## EXERCISE AIM
Scan the entries line by line and return those with "terminate".

## INFORMATION SHOWN
//! LLM provider implementations.
//!
//! Contains the two concrete implementations of the [`LlmProvider`] trait
//! defined in `palaver-core`, and [`build_provider_router`], which wires both
//! into a [`ProviderRouter`] from the server config and loaded credentials.
//!
//! [`LlmProvider`]: palaver_core::llm::provider::LlmProvider

pub mod deepseek;
pub mod openai;

use std::time::Duration;

use palaver_core::llm::box_provider::BoxLlmProvider;
use palaver_core::llm::router::ProviderRouter;
use palaver_types::config::ServerConfig;
use palaver_types::llm::{LlmError, ProviderKind};

use crate::secret::ProviderCredentials;

use self::deepseek::DeepSeekProvider;
use self::openai::OpenAiProvider;

/// Build the provider router.
///
/// A missing credential is logged once here and otherwise tolerated: the
/// server still starts, and calls routed to that provider fail with
/// [`LlmError::MissingApiKey`].
pub fn build_provider_router(
    config: &ServerConfig,
    credentials: ProviderCredentials,
) -> Result<ProviderRouter, LlmError> {
    for kind in [ProviderKind::OpenAi, ProviderKind::DeepSeek] {
        if credentials.get(kind).is_none() {
            tracing::warn!(
                provider = %kind,
                env_var = kind.api_key_env_var(),
                "API key not set; requests routed to this provider will fail"
            );
        }
    }

    let timeout = Duration::from_secs(config.request_timeout_secs);
    let openai = OpenAiProvider::new(
        credentials.openai.as_ref(),
        &config.openai_base_url,
        timeout,
    )?;
    let deepseek = DeepSeekProvider::new(credentials.deepseek, &config.deepseek_base_url, timeout)?;

    Ok(ProviderRouter::new(
        BoxLlmProvider::new(openai),
        BoxLlmProvider::new(deepseek),
    ))
}
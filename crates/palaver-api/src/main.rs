//! Palaver CLI and REST API entry point.
//!
//! Binary name: `palaver`
//!
//! Parses CLI arguments, initializes tracing and application state, then
//! dispatches to the command handler or starts the REST API server.

mod cli;

use anyhow::Context;
use clap::Parser;

use palaver_api::http;
use palaver_api::state::AppState;
use palaver_infra::config::load_config;
use palaver_observe::tracing_setup::{TracingOptions, init_tracing, shutdown_tracing};

use cli::{Cli, Commands};

#[tokio::main]
async fn main() -> anyhow::Result<()> {
    let cli = Cli::parse();

    let enable_otel = matches!(cli.command, Commands::Serve { otel: true, .. });
    init_tracing(&TracingOptions {
        default_filter: cli.default_log_filter().to_string(),
        json: cli.log_json,
        enable_otel,
    })
    .map_err(|e| anyhow::anyhow!("failed to initialize tracing: {e}"))?;

    let result = run(cli).await;
    shutdown_tracing();
    result
}

async fn run(cli: Cli) -> anyhow::Result<()> {
    match cli.command {
        Commands::Models { json } => cli::models::list_models(json),

        Commands::Serve {
            config,
            host,
            port,
            otel: _,
        } => {
            let mut config = load_config(&config).await;
            if let Some(host) = host {
                config.host = host;
            }
            if let Some(port) = port {
                config.port = port;
            }

            let state = AppState::init(&config)?;

            let addr = format!("{}:{}", config.host, config.port);
            let listener = tokio::net::TcpListener::bind(&addr)
                .await
                .with_context(|| format!("failed to bind {addr}"))?;

            tracing::info!(%addr, upload_dir = %config.upload_dir, "Palaver API listening");
            println!(
                "  {} Palaver API listening on {}",
                console::style("⚡").bold(),
                console::style(format!("http://{addr}")).cyan()
            );
            println!("  {}", console::style("Press Ctrl+C to stop").dim());

            let router = http::router::build_router(state);

            axum::serve(listener, router)
                .with_graceful_shutdown(shutdown_signal())
                .await?;

            println!("\n  Server stopped.");
            Ok(())
        }
    }
}

/// Wait for Ctrl+C or SIGTERM for graceful shutdown.
///
/// If a handler cannot be installed, that signal source is skipped.
async fn shutdown_signal() {
    let ctrl_c = async {
        if let Err(e) = tokio::signal::ctrl_c().await {
            tracing::warn!("failed to install Ctrl+C handler: {e}");
            std::future::pending::<()>().await;
        }
    };

    #[cfg(unix)]
    let terminate = async {
        match tokio::signal::unix::signal(tokio::signal::unix::SignalKind::terminate()) {
            Ok(mut signal) => {
                signal.recv().await;
            }
            Err(e) => {
                tracing::warn!("failed to install SIGTERM handler: {e}");
                std::future::pending::<()>().await;
            }
        }
    };

    #[cfg(not(unix))]
    let terminate = std::future::pending::<()>();

    tokio::select! {
        _ = ctrl_c => {},
        _ = terminate => {},
    }
}
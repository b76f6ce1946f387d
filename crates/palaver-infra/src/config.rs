//! Server configuration loader for Palaver.
//!
//! Reads `palaver.toml` and deserializes it into [`ServerConfig`]. Falls back
//! to defaults when the file is missing or malformed.

use std::path::Path;

use palaver_types::config::ServerConfig;

/// Default config file name, resolved relative to the working directory.
pub const DEFAULT_CONFIG_FILE: &str = "palaver.toml";

/// Load server configuration from `path`.
///
/// - If the file does not exist, returns [`ServerConfig::default()`].
/// - If the file exists but fails to parse, logs a warning and returns the default.
/// - If the file exists and parses successfully, returns the parsed config.
pub async fn load_config(path: &Path) -> ServerConfig {
    let content = match tokio::fs::read_to_string(path).await {
        Ok(content) => content,
        Err(err) if err.kind() == std::io::ErrorKind::NotFound => {
            tracing::debug!("No config found at {}, using defaults", path.display());
            return ServerConfig::default();
        }
        Err(err) => {
            tracing::warn!("Failed to read {}: {err}, using defaults", path.display());
            return ServerConfig::default();
        }
    };

    match toml::from_str::<ServerConfig>(&content) {
        Ok(config) => config,
        Err(err) => {
            tracing::warn!("Failed to parse {}: {err}, using defaults", path.display());
            ServerConfig::default()
        }
    }
}
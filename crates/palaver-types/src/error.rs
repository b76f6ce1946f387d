use thiserror::Error;

use crate::llm::LlmError;

/// Errors from repository operations (used by trait definitions in palaver-core).
#[derive(Debug, Error)]
pub enum RepositoryError {
    #[error("entity not found")]
    NotFound,

    #[error("storage error: {0}")]
    Storage(String),
}

/// Errors surfaced by chat operations to the request boundary.
#[derive(Debug, Error)]
pub enum ChatError {
    #[error("{0}")]
    Validation(String),

    #[error("Session not found")]
    SessionNotFound,

    #[error("Message not found")]
    MessageNotFound,

    #[error(transparent)]
    Repository(#[from] RepositoryError),

    #[error(transparent)]
    Llm(#[from] LlmError),
}

#[cfg(test)]
mod tests {
    use super::*;
    use crate::llm::ProviderKind;

    #[test]
    fn test_repository_error_display() {
        let err = RepositoryError::Storage("lock poisoned".to_string());
        assert_eq!(err.to_string(), "storage error: lock poisoned");
    }

    #[test]
    fn test_chat_error_is_transparent_over_llm() {
        let err: ChatError = LlmError::Provider {
            provider: ProviderKind::OpenAi,
            message: "invalid api key".to_string(),
        }
        .into();
        assert_eq!(err.to_string(), "OpenAI Error: invalid api key");
    }
}
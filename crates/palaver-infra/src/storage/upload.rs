//! Local filesystem store for uploaded files.
//!
//! Each upload is written under the configured directory with a freshly
//! generated name. The client's filename is recorded as metadata only and
//! never touches the path.

use std::path::{Path, PathBuf};

use uuid::Uuid;

use palaver_types::chat::NewAttachment;
use palaver_types::error::RepositoryError;

/// Writes upload bytes to `<dir>/<uuid>`.
#[derive(Debug, Clone)]
pub struct UploadStore {
    dir: PathBuf,
}

impl UploadStore {
    pub fn new(dir: impl Into<PathBuf>) -> Self {
        Self { dir: dir.into() }
    }

    pub fn dir(&self) -> &Path {
        &self.dir
    }

    /// Persist `data` and describe it as an attachment ready to be recorded.
    pub async fn save(
        &self,
        filename: &str,
        mimetype: &str,
        data: &[u8],
    ) -> Result<NewAttachment, RepositoryError> {
        tokio::fs::create_dir_all(&self.dir)
            .await
            .map_err(|e| RepositoryError::Storage(format!("Failed to create upload dir: {e}")))?;

        let path = self.dir.join(Uuid::now_v7().simple().to_string());
        tokio::fs::write(&path, data)
            .await
            .map_err(|e| RepositoryError::Storage(format!("Failed to write upload: {e}")))?;

        tracing::debug!(filename, path = %path.display(), size = data.len(), "Upload stored");

        Ok(NewAttachment {
            filename: filename.to_string(),
            mimetype: mimetype.to_string(),
            size: data.len().to_string(),
            path: path.to_string_lossy().into_owned(),
        })
    }

    /// Persist a batch of `(filename, mimetype, data)` files.
    ///
    /// All or nothing: if any write fails, files already written by this
    /// call are removed before the error is returned.
    pub async fn save_all<'a, I>(&self, files: I) -> Result<Vec<NewAttachment>, RepositoryError>
    where
        I: IntoIterator<Item = (&'a str, &'a str, &'a [u8])>,
    {
        let mut stored = Vec::new();
        for (filename, mimetype, data) in files {
            match self.save(filename, mimetype, data).await {
                Ok(attachment) => stored.push(attachment),
                Err(e) => {
                    self.discard(&stored).await;
                    return Err(e);
                }
            }
        }
        Ok(stored)
    }

    /// Remove the files behind attachments that will never be recorded.
    pub async fn discard(&self, attachments: &[NewAttachment]) {
        for attachment in attachments {
            if let Err(e) = tokio::fs::remove_file(&attachment.path).await {
                tracing::warn!(path = %attachment.path, error = %e, "Failed to remove orphaned upload");
            }
        }
    }
}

## FINISHED EXERCISE
    let terminate = async {
        match tokio::signal::unix::signal(tokio::signal::unix::SignalKind::terminate()) {
    let terminate = std::future::pending::<()>();
        _ = terminate => {},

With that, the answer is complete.